En absoluta soledad, todo ese tiempo no se cruzó un barco ni a nadie más. Durante el día permanecía escondido del sol debajo de un toldito, y recién con el crepúsculo del atardecer salía a disfrutar la noche infinita en altamar.
«Tenía la rara sensación de que me había ido del mundo de los seres humanos, que no estaban más ahí. El mar no tiene lado ni tiene días. ¿Cuál es el peor de los mares? Y depende el día que te tocó a vos. Es un juego mágico que atrapa», dice Alberto Torroba.
Por si fuera poco, a escasos días de zarpar una fuerte tormenta dio vuelta campana la embarcación y perdió gran parte de la comida y algunos bidones de agua. Entre las cosas que desaparecieron también estaba la brújula, pero ya era demasiado tarde para regresar. Las corrientes marinas lo empujaban y decidió entregarse a su destino y confiar en su poder personal.
Y añade: «Como decía (Bernard) Moitessier (escritor, marino y activista francés), cuando ves venir una ola te tensionás al máximo, y cuando sentís que la pasaste te sentís Tarzán. Diez segundos más tarde caés en el pozo siguiente. Esa expansión y contracción constante produce una alquimia del alma que te libera para siempre».

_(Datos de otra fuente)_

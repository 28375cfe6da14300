// =============================================================================
// REST API Endpoints — Axum 0.7
// =============================================================================
//
// All endpoints live under `/api/v1/`. The prediction engine is synchronous
// and cheap; handlers await market data first and then call it inline.
//
// CORS is configured permissively; the service is meant to sit behind the
// web front-end.
// =============================================================================

use std::sync::atomic::Ordering;
use std::sync::Arc;

use axum::{
    extract::{Json, Path, Query, State},
    http::StatusCode,
    response::IntoResponse,
    routing::{get, post},
    Router,
};
use serde::{Deserialize, Serialize};
use tower_http::cors::{Any, CorsLayer};
use tracing::info;
use uuid::Uuid;

use crate::app_state::AppState;
use crate::error::{AppError, Result};
use crate::history::{PredictionRecord, RefreshProgress};
use crate::indicators::IndicatorSnapshot;
use crate::market_data::rate_limit::RateLimitSnapshot;
use crate::predictor::resolve;
use crate::signals::ScoringResult;
use crate::ticker::{self, DEFAULT_SEARCH_LIMIT};
use crate::types::{Direction, PricePoint, Quote};

// =============================================================================
// Router construction
// =============================================================================

/// Build the full REST API router with CORS middleware and shared state.
pub fn router(state: Arc<AppState>) -> Router {
    let cors = CorsLayer::new()
        .allow_origin(Any)
        .allow_methods(Any)
        .allow_headers(Any);

    Router::new()
        .route("/api/v1/health", get(health))
        // ── Tickers ─────────────────────────────────────────────────
        .route("/api/v1/tickers/popular", get(popular_tickers))
        .route("/api/v1/tickers/search", get(search_tickers))
        // ── Market data & prediction ────────────────────────────────
        .route("/api/v1/quote/:ticker", get(quote))
        .route("/api/v1/predict/:ticker", post(predict))
        // ── History ─────────────────────────────────────────────────
        .route("/api/v1/history", get(list_history).delete(clear_history))
        .route(
            "/api/v1/history/refresh",
            get(refresh_status).post(start_refresh),
        )
        .route(
            "/api/v1/history/:id",
            get(history_entry).delete(delete_history_entry),
        )
        // ── Middleware & State ──────────────────────────────────────
        .layer(cors)
        .with_state(state)
}

/// Normalise and validate a ticker from the path.
fn checked_ticker(raw: &str) -> Result<String> {
    if ticker::is_valid_ticker(raw) {
        Ok(ticker::normalize(raw))
    } else {
        Err(AppError::BadRequest(format!(
            "invalid ticker {raw:?}: expected 1-5 letters with an optional .XXX class suffix"
        )))
    }
}

// =============================================================================
// Health
// =============================================================================

#[derive(Serialize)]
struct HealthResponse {
    status: &'static str,
    uptime_secs: u64,
    predictions_served: u64,
    fallback_predictions: u64,
    history_len: usize,
    rate_limit: RateLimitSnapshot,
    server_time: i64,
}

async fn health(State(state): State<Arc<AppState>>) -> impl IntoResponse {
    Json(HealthResponse {
        status: "ok",
        uptime_secs: state.uptime_secs(),
        predictions_served: state.predictions_served.load(Ordering::Relaxed),
        fallback_predictions: state.fallback_predictions.load(Ordering::Relaxed),
        history_len: state.history.len(),
        rate_limit: state.market.limiter().snapshot(),
        server_time: chrono::Utc::now().timestamp_millis(),
    })
}

// =============================================================================
// Tickers
// =============================================================================

async fn popular_tickers() -> impl IntoResponse {
    Json(ticker::popular_tickers())
}

#[derive(Deserialize)]
struct SearchParams {
    #[serde(default)]
    q: String,
    limit: Option<usize>,
}

async fn search_tickers(Query(params): Query<SearchParams>) -> impl IntoResponse {
    let limit = params.limit.unwrap_or(DEFAULT_SEARCH_LIMIT).min(50);
    Json(ticker::search(&params.q, limit))
}

// =============================================================================
// Quote
// =============================================================================

#[derive(Serialize)]
struct QuoteResponse {
    ticker: String,
    #[serde(flatten)]
    quote: Quote,
}

async fn quote(
    State(state): State<Arc<AppState>>,
    Path(raw): Path<String>,
) -> Result<Json<QuoteResponse>> {
    let ticker = checked_ticker(&raw)?;
    let quote = state.market.quote(&ticker).await?;
    Ok(Json(QuoteResponse { ticker, quote }))
}

// =============================================================================
// Predict
// =============================================================================

#[derive(Serialize)]
struct PredictResponse {
    id: Uuid,
    ticker: String,
    direction: Direction,
    confidence: u8,
    current_price: f64,
    change: f64,
    change_percent: f64,
    /// `true` when history was too short and the call is a coin flip.
    fallback: bool,
    /// Daily closes used for the call, oldest first.
    history: Vec<PricePoint>,
    #[serde(skip_serializing_if = "Option::is_none")]
    indicators: Option<IndicatorSnapshot>,
    #[serde(skip_serializing_if = "Option::is_none")]
    scoring: Option<ScoringResult>,
}

async fn predict(
    State(state): State<Arc<AppState>>,
    Path(raw): Path<String>,
) -> Result<Json<PredictResponse>> {
    let ticker = checked_ticker(&raw)?;
    let snapshot = state.market.snapshot(&ticker).await?;

    let report = resolve(&snapshot.history, &mut rand::thread_rng())?;
    state.count_prediction(report.fallback);

    let record = PredictionRecord::new(&ticker, report.prediction, &snapshot.quote);
    let id = record.id;
    state.history.record(record);

    info!(
        ticker = %ticker,
        direction = %report.prediction.direction,
        confidence = report.prediction.confidence,
        fallback = report.fallback,
        closes = snapshot.history.len(),
        "prediction served"
    );

    Ok(Json(PredictResponse {
        id,
        ticker,
        direction: report.prediction.direction,
        confidence: report.prediction.confidence,
        current_price: snapshot.quote.price,
        change: snapshot.quote.change,
        change_percent: snapshot.quote.change_percent,
        fallback: report.fallback,
        history: snapshot.history,
        indicators: report.indicators,
        scoring: report.scoring,
    }))
}

// =============================================================================
// History
// =============================================================================

/// A history record plus whether the price has since moved the called way.
#[derive(Serialize)]
struct HistoryEntry {
    #[serde(flatten)]
    record: PredictionRecord,
    correct: Option<bool>,
}

impl From<PredictionRecord> for HistoryEntry {
    fn from(record: PredictionRecord) -> Self {
        Self {
            correct: record.is_correct(),
            record,
        }
    }
}

async fn list_history(State(state): State<Arc<AppState>>) -> Json<Vec<HistoryEntry>> {
    Json(state.history.list().into_iter().map(HistoryEntry::from).collect())
}

async fn history_entry(
    State(state): State<Arc<AppState>>,
    Path(id): Path<Uuid>,
) -> Result<Json<HistoryEntry>> {
    state
        .history
        .get(id)
        .map(|r| Json(r.into()))
        .ok_or_else(|| AppError::NotFound(format!("history entry {id}")))
}

async fn clear_history(State(state): State<Arc<AppState>>) -> impl IntoResponse {
    let removed = state.history.clear();
    info!(removed, "history cleared");
    Json(serde_json::json!({ "removed": removed }))
}

async fn delete_history_entry(
    State(state): State<Arc<AppState>>,
    Path(id): Path<Uuid>,
) -> Result<StatusCode> {
    if state.history.remove(id) {
        Ok(StatusCode::NO_CONTENT)
    } else {
        Err(AppError::NotFound(format!("history entry {id}")))
    }
}

/// Start a background price refresh unless one is already running, and
/// report its progress. Poll `GET /api/v1/history/refresh` for completion.
async fn start_refresh(
    State(state): State<Arc<AppState>>,
) -> (StatusCode, Json<RefreshProgress>) {
    if state.history.begin_refresh() {
        let worker = state.clone();
        tokio::spawn(async move {
            let market = worker.market.clone();
            worker
                .history
                .refresh_prices(
                    worker.config.refresh_batch_size,
                    worker.config.refresh_pause(),
                    worker.market.limiter(),
                    move |ticker| {
                        let market = market.clone();
                        async move { market.quote(&ticker).await }
                    },
                )
                .await;
        });
        info!("history refresh started");
    }
    (StatusCode::ACCEPTED, Json(state.history.refresh_progress()))
}

async fn refresh_status(State(state): State<Arc<AppState>>) -> Json<RefreshProgress> {
    Json(state.history.refresh_progress())
}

Ese viaje y las navegaciones posteriores en los archipiélagos de la Polinesia fueron narrados por el mismo Torroba en su libro «Relato del Náufrago y el Ave Marina».
Luego navegaría por China, se casaría en Filipinas y cruzaría el océano Indico hasta Kenia junto a su mujer, donde finalmente vendió todo y se volvió para Argentina. Tenía 43 años, el mundo había cambiado y Torroba quería asentarse y formar una familia.
En total pasó 13 años en el mar, y su mayor hazaña como navegante fue aquel cruce emblemático del Océano Pacífico en una canoa.
Cómo decía William Willis, marinero, escritor estadounidense y autor de Solo en mi balsa , es un desafío que todos deberíamos afrontar una vez en la vida: ponernos una vara muy alta y llegar hasta ahí.